The tsar ceased his attempt to escape from the tent. What was he thinking, anyway? There was no way he could run from her. He sagged onto the edge of his bed. "Nikolai Karimov is your son?" he asked.

"Yours, as well."

"Mine . . ."

"He does not yet know. But I shall tell him soon."

"He is the tsesarevich's best friend."

Aizhana clapped derisively and gave the tsar a wry, rotten smile. "Bravo, Alexander. You watched one of your sons grow up but did not even recognize the other when he was right there beside your chosen one. What a remarkable father you are."

"It's not my fault." He buried his head in his hands. "I could not have known."

"No, of course not. You were too busy bedding other women to keep track of the consequences."

"Is that what this is? A lover's revenge?"

Aizhana stalked closer to him. "Oh, no. It is so much more than that." She sat next to him on the bed-it was so similar to the bed on which she had lain with him, once upon a time-and placed her hands on either side of his face. He gagged at her breath.

She laughed and blew more of the rank air in his face, then smashed her lips against his. She forced her black tongue into his mouth, curling it and transferring the disease that flourished inside her into him.

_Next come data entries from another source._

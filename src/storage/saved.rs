use chrono::Utc;
use sqlx::{Executor, Sqlite};
use std::collections::HashSet;

use super::kv::{read_json, write_json};
use super::schema::LocalStore;
use super::types::{Article, SavedArticle, StoreError};
use super::SAVED_ARTICLES_KEY;

impl LocalStore {
    // ========================================================================
    // Saved Article Operations
    // ========================================================================

    /// Save `article` for offline reading.
    ///
    /// Returns `false` without touching the list when an article with the same
    /// id is already saved; the existing entry (and its `downloaded_at`) wins.
    /// New entries go to the front so the list stays newest-first.
    pub async fn save_article(&self, article: &Article) -> bool {
        match self.try_save_article(article).await {
            Ok(saved) => saved,
            Err(e) => {
                tracing::warn!(id = %article.id, error = %e, "Failed to save article");
                false
            }
        }
    }

    async fn try_save_article(&self, article: &Article) -> Result<bool, StoreError> {
        let mut tx = self.pool.begin().await?;

        let mut saved = load_saved(&mut *tx).await?;
        if saved.iter().any(|s| s.id == article.id) {
            tracing::debug!(id = %article.id, "Article already saved");
            return Ok(false);
        }

        saved.insert(
            0,
            SavedArticle {
                article: article.clone(),
                downloaded_at: Utc::now(),
            },
        );
        write_json(&mut *tx, SAVED_ARTICLES_KEY, &saved).await?;
        tx.commit().await?;
        Ok(true)
    }

    /// All saved articles, newest first.
    ///
    /// Never fails: a missing, unreadable or corrupt list reads as empty.
    pub async fn get_saved_articles(&self) -> Vec<SavedArticle> {
        match load_saved(&self.pool).await {
            Ok(saved) => saved,
            Err(e) => {
                tracing::warn!(error = %e, "Failed to read saved articles");
                Vec::new()
            }
        }
    }

    /// Whether an article with this id is in the saved list.
    pub async fn is_saved(&self, id: &str) -> bool {
        self.get_saved_articles().await.iter().any(|s| s.id == id)
    }

    /// Remove a single saved article.
    pub async fn remove_article(&self, id: &str) -> bool {
        self.delete_articles(&[id.to_string()]).await
    }

    /// Remove every saved article whose id is in `ids` and rewrite the rest.
    ///
    /// Ids that are not saved are ignored; the call still succeeds.
    pub async fn delete_articles(&self, ids: &[String]) -> bool {
        match self.try_delete_articles(ids).await {
            Ok(removed) => {
                tracing::debug!(removed = removed, "Deleted saved articles");
                true
            }
            Err(e) => {
                tracing::warn!(error = %e, "Failed to delete saved articles");
                false
            }
        }
    }

    async fn try_delete_articles(&self, ids: &[String]) -> Result<usize, StoreError> {
        let ids: HashSet<&str> = ids.iter().map(String::as_str).collect();
        let mut tx = self.pool.begin().await?;

        let mut saved = load_saved(&mut *tx).await?;
        let before = saved.len();
        saved.retain(|s| !ids.contains(s.id.as_str()));
        write_json(&mut *tx, SAVED_ARTICLES_KEY, &saved).await?;
        tx.commit().await?;

        Ok(before - saved.len())
    }

    /// Drop the whole saved-articles list.
    pub async fn clear_all_articles(&self) -> bool {
        match self.remove_raw(SAVED_ARTICLES_KEY).await {
            Ok(()) => true,
            Err(e) => {
                tracing::warn!(error = %e, "Failed to clear saved articles");
                false
            }
        }
    }
}

/// Read the saved list. A corrupt stored value is logged and treated as an
/// empty list; only database errors propagate.
async fn load_saved<'e, E>(executor: E) -> Result<Vec<SavedArticle>, StoreError>
where
    E: Executor<'e, Database = Sqlite>,
{
    match read_json::<_, Vec<SavedArticle>>(executor, SAVED_ARTICLES_KEY).await {
        Ok(saved) => Ok(saved.unwrap_or_default()),
        Err(StoreError::Serialize(e)) => {
            tracing::warn!(error = %e, "Saved articles list is corrupt, treating as empty");
            Ok(Vec::new())
        }
        Err(e) => Err(e),
    }
}
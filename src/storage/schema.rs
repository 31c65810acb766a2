use sqlx::{
    sqlite::{SqliteConnectOptions, SqlitePoolOptions},
    SqlitePool,
};
use std::str::FromStr;
use std::time::Duration;

use super::types::StoreError;

// ============================================================================
// Local Store
// ============================================================================

/// Durable key-value store backing saved articles, the feed cache and the
/// daily download counters.
///
/// Cloning is cheap (the pool is reference counted). There is no locking
/// above SQLite itself: two concurrent read-modify-write cycles on the same
/// key resolve last-write-wins.
#[derive(Clone)]
pub struct LocalStore {
    pub(crate) pool: SqlitePool,
}

impl LocalStore {
    /// Open (or create) the store at `path` and run migrations.
    ///
    /// Pass `":memory:"` for a throwaway store.
    pub async fn open(path: &str) -> Result<Self, StoreError> {
        let url = format!("sqlite:{}?mode=rwc", path);

        // Restrict a freshly created store file to the current user.
        #[cfg(unix)]
        if path != ":memory:" {
            use std::os::unix::fs::OpenOptionsExt;
            let db_path = std::path::Path::new(path);
            if !db_path.exists() && db_path.parent().is_some_and(|p| p.exists()) {
                let _file = std::fs::OpenOptions::new()
                    .write(true)
                    .create_new(true)
                    .mode(0o600)
                    .open(db_path)
                    .ok(); // SQLite reports the real error at connect time.
            }
        }

        // busy_timeout lets a background sweep and an interactive refresh wait
        // on each other instead of failing with SQLITE_BUSY.
        let options = SqliteConnectOptions::from_str(&url)?.pragma("busy_timeout", "5000");
        let pool = SqlitePoolOptions::new()
            .max_connections(5)
            .acquire_timeout(Duration::from_secs(10))
            .connect_with(options)
            .await?;

        let store = Self { pool };
        store
            .migrate()
            .await
            .map_err(|e| StoreError::Migration(e.to_string()))?;
        tracing::debug!(path = %path, "Local store ready");
        Ok(store)
    }

    async fn migrate(&self) -> Result<(), sqlx::Error> {
        let mut tx = self.pool.begin().await?;

        sqlx::query(
            r#"
            CREATE TABLE IF NOT EXISTS kv_store (
                key TEXT PRIMARY KEY NOT NULL,
                value TEXT NOT NULL,
                updated_at TEXT NOT NULL DEFAULT (datetime('now'))
            )
        "#,
        )
        .execute(&mut *tx)
        .await?;

        tx.commit().await?;
        Ok(())
    }

    /// Close the underlying pool. Later operations fail and fall back to
    /// their safe defaults.
    pub async fn close(&self) {
        self.pool.close().await;
    }
}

The tsar struggled but was no match for her, for she had imbibed the energy of the half-dozen guards she had slaughtered outside his tent. She quivered in joy at forcing the prolonged kiss upon him. What an ironic end to a courtship that had also begun with a lingering kiss.

One of Aizhana's teeth broke off, so violently did she press herself against him. When she pulled back, the tooth tumbled from between their lips down to the floor.

The tsar stared at it in horror.

"Thank you, Alexander. That was the good-bye kiss I never had."